B). A seguradora adquire a propriedade do salvado unicamente ao abrigo do contrato de seguro, e em resultado do pagamento da indemnização, sendo a transferência de propriedade inerente à obrigação legal de pagamento de indemnização e, portanto, inerente à própria atividade seguradora.
C). A aquisição dos salvados não é, simplesmente, uma “atividade conexa” ou “complementar” da atividade seguradora, mas sim uma das diversas operações em que se decompõe a atividade seguradora, que envolve a prática de vários atos jurídicos, em que se desdobra um negócio jurídico complexo.
D).

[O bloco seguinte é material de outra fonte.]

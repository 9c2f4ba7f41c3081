// Theme token table shared by all renderers
use serde::{Deserialize, Serialize};

#[derive(Debug, Clone, Copy, PartialEq, Eq, Default, Serialize, Deserialize)]
#[serde(rename_all = "lowercase")]
pub enum ThemeName {
    #[default]
    Dark,
    Light,
}

impl ThemeName {
    pub fn parse(s: &str) -> Option<Self> {
        match s.trim().to_ascii_lowercase().as_str() {
            "dark" => Some(Self::Dark),
            "light" => Some(Self::Light),
            _ => None,
        }
    }
}

/// Named colour slots; renderers refer to these instead of literal colours.
#[derive(Debug, Clone, Copy, PartialEq, Eq, Hash, Serialize, Deserialize)]
pub enum ThemeToken {
    Bg,
    Card,
    Border,
    Text,
    Subtext,
    AccentBlue,
    MidBlue,
    DarkBlue,
    AccentGreen,
    MidGreen,
    DarkGreen,
    BarPrimary,
    BarSecondary,
    /// Index into the categorical palette, wrapping.
    Palette(usize),
}

#[derive(Debug, Clone, Copy)]
pub struct Theme {
    pub name: ThemeName,
    bg: &'static str,
    card: &'static str,
    border: &'static str,
    text: &'static str,
    subtext: &'static str,
    accent_blue: &'static str,
    mid_blue: &'static str,
    dark_blue: &'static str,
    accent_green: &'static str,
    mid_green: &'static str,
    dark_green: &'static str,
    bar_primary: &'static str,
    bar_secondary: &'static str,
    palette: [&'static str; 6],
}

const DARK: Theme = Theme {
    name: ThemeName::Dark,
    bg: "rgb(10,12,20)",
    card: "rgb(18,32,58)",
    border: "rgb(30,48,80)",
    text: "rgb(200,220,255)",
    subtext: "rgb(120,140,170)",
    accent_blue: "rgb(6,165,225)",
    mid_blue: "rgb(50,110,220)",
    dark_blue: "rgb(10,40,120)",
    accent_green: "rgb(0,255,135)",
    mid_green: "rgb(50,200,100)",
    dark_green: "rgb(0,150,70)",
    bar_primary: "rgb(0,255,135)",
    bar_secondary: "rgb(50,110,220)",
    palette: [
        "rgb(6,165,225)",
        "rgb(0,255,135)",
        "rgb(124,58,237)",
        "rgb(50,110,220)",
        "rgb(50,200,100)",
        "rgb(249,115,22)",
    ],
};

const LIGHT: Theme = Theme {
    name: ThemeName::Light,
    bg: "rgb(248,250,252)",
    card: "rgba(255,255,255,0.9)",
    border: "rgba(15,23,42,0.06)",
    text: "rgb(15,23,42)",
    subtext: "rgba(15,23,42,0.66)",
    accent_blue: "rgb(0,110,255)",
    mid_blue: "rgb(20,90,200)",
    dark_blue: "rgb(8,30,110)",
    accent_green: "#10b981",
    mid_green: "#34d399",
    dark_green: "#059669",
    bar_primary: "#10b981",
    bar_secondary: "rgb(20,90,200)",
    palette: ["#0ea5e9", "#10b981", "#7c3aed", "#3b82f6", "#f59e0b", "#ef4444"],
};

impl Theme {
    pub fn get(name: ThemeName) -> &'static Theme {
        match name {
            ThemeName::Dark => &DARK,
            ThemeName::Light => &LIGHT,
        }
    }

    pub fn color(&self, token: ThemeToken) -> &'static str {
        match token {
            ThemeToken::Bg => self.bg,
            ThemeToken::Card => self.card,
            ThemeToken::Border => self.border,
            ThemeToken::Text => self.text,
            ThemeToken::Subtext => self.subtext,
            ThemeToken::AccentBlue => self.accent_blue,
            ThemeToken::MidBlue => self.mid_blue,
            ThemeToken::DarkBlue => self.dark_blue,
            ThemeToken::AccentGreen => self.accent_green,
            ThemeToken::MidGreen => self.mid_green,
            ThemeToken::DarkGreen => self.dark_green,
            ThemeToken::BarPrimary => self.bar_primary,
            ThemeToken::BarSecondary => self.bar_secondary,
            ThemeToken::Palette(i) => self.palette[i % self.palette.len()],
        }
    }

    /// CSS custom properties for the page root.
    pub fn css_variables(&self) -> String {
        [
            ("bg", ThemeToken::Bg),
            ("card", ThemeToken::Card),
            ("border", ThemeToken::Border),
            ("text", ThemeToken::Text),
            ("subtext", ThemeToken::Subtext),
            ("accentBlue", ThemeToken::AccentBlue),
            ("accentGreen", ThemeToken::AccentGreen),
        ]
        .iter()
        .map(|(name, token)| format!("--{}:{};", name, self.color(*token)))
        .collect()
    }
}

/// Fixed colours for misinformation categories.
pub fn category_color(category: &str) -> &'static str {
    match category {
        "Health" => "#4CAF50",
        "Political" => "#2196F3",
        "Financial" => "#FF9800",
        "Science" => "#9C27B0",
        "Social" => "#E91E63",
        "Satire" => "#795548",
        "Geopolitics" => "#FFC107",
        "None" => "#9E9E9E",
        "Other" => "#607D8B",
        "Unreliable Information" => "red",
        "Out of Context" => "#00BCD4",
        _ => "#cccccc",
    }
}

#[cfg(test)]
mod tests {
    use super::*;

    #[test]
    fn test_palette_wraps() {
        let theme = Theme::get(ThemeName::Dark);
        assert_eq!(
            theme.color(ThemeToken::Palette(0)),
            theme.color(ThemeToken::Palette(6))
        );
    }

    #[test]
    fn test_parse_theme_name() {
        assert_eq!(ThemeName::parse(" Light "), Some(ThemeName::Light));
        assert_eq!(ThemeName::parse("sepia"), None);
    }

    #[test]
    fn test_category_fallback() {
        assert_eq!(category_color("Health"), "#4CAF50");
        assert_eq!(category_color("Astrology"), "#cccccc");
    }
}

A tese que recusa a isenção de IVA assenta numa autêntica ficção: de que as seguradoras, para além da respetiva atividade, exercem uma outra, de compra e venda de salvados.
E). Além disso, a AT não pode exigir que a Seguradora apresente fatura ou documento equivalente de acordo com o disposto no nº 5 do artigo 35º do CIVA, ou que a impugnante demonstre que não lhe foi liquidado IVA por parte dos anteriores proprietários dos salvados, dado que a aquisição dos salvados resulta de um processo de pagamento de indemnizações no âmbito de um contrato de seguro e não de um contrato de compra e venda.
F). Por esse motivo, não há lugar à emissão de uma fatura, nem essa aquisição dá origem a liquidação de IVA.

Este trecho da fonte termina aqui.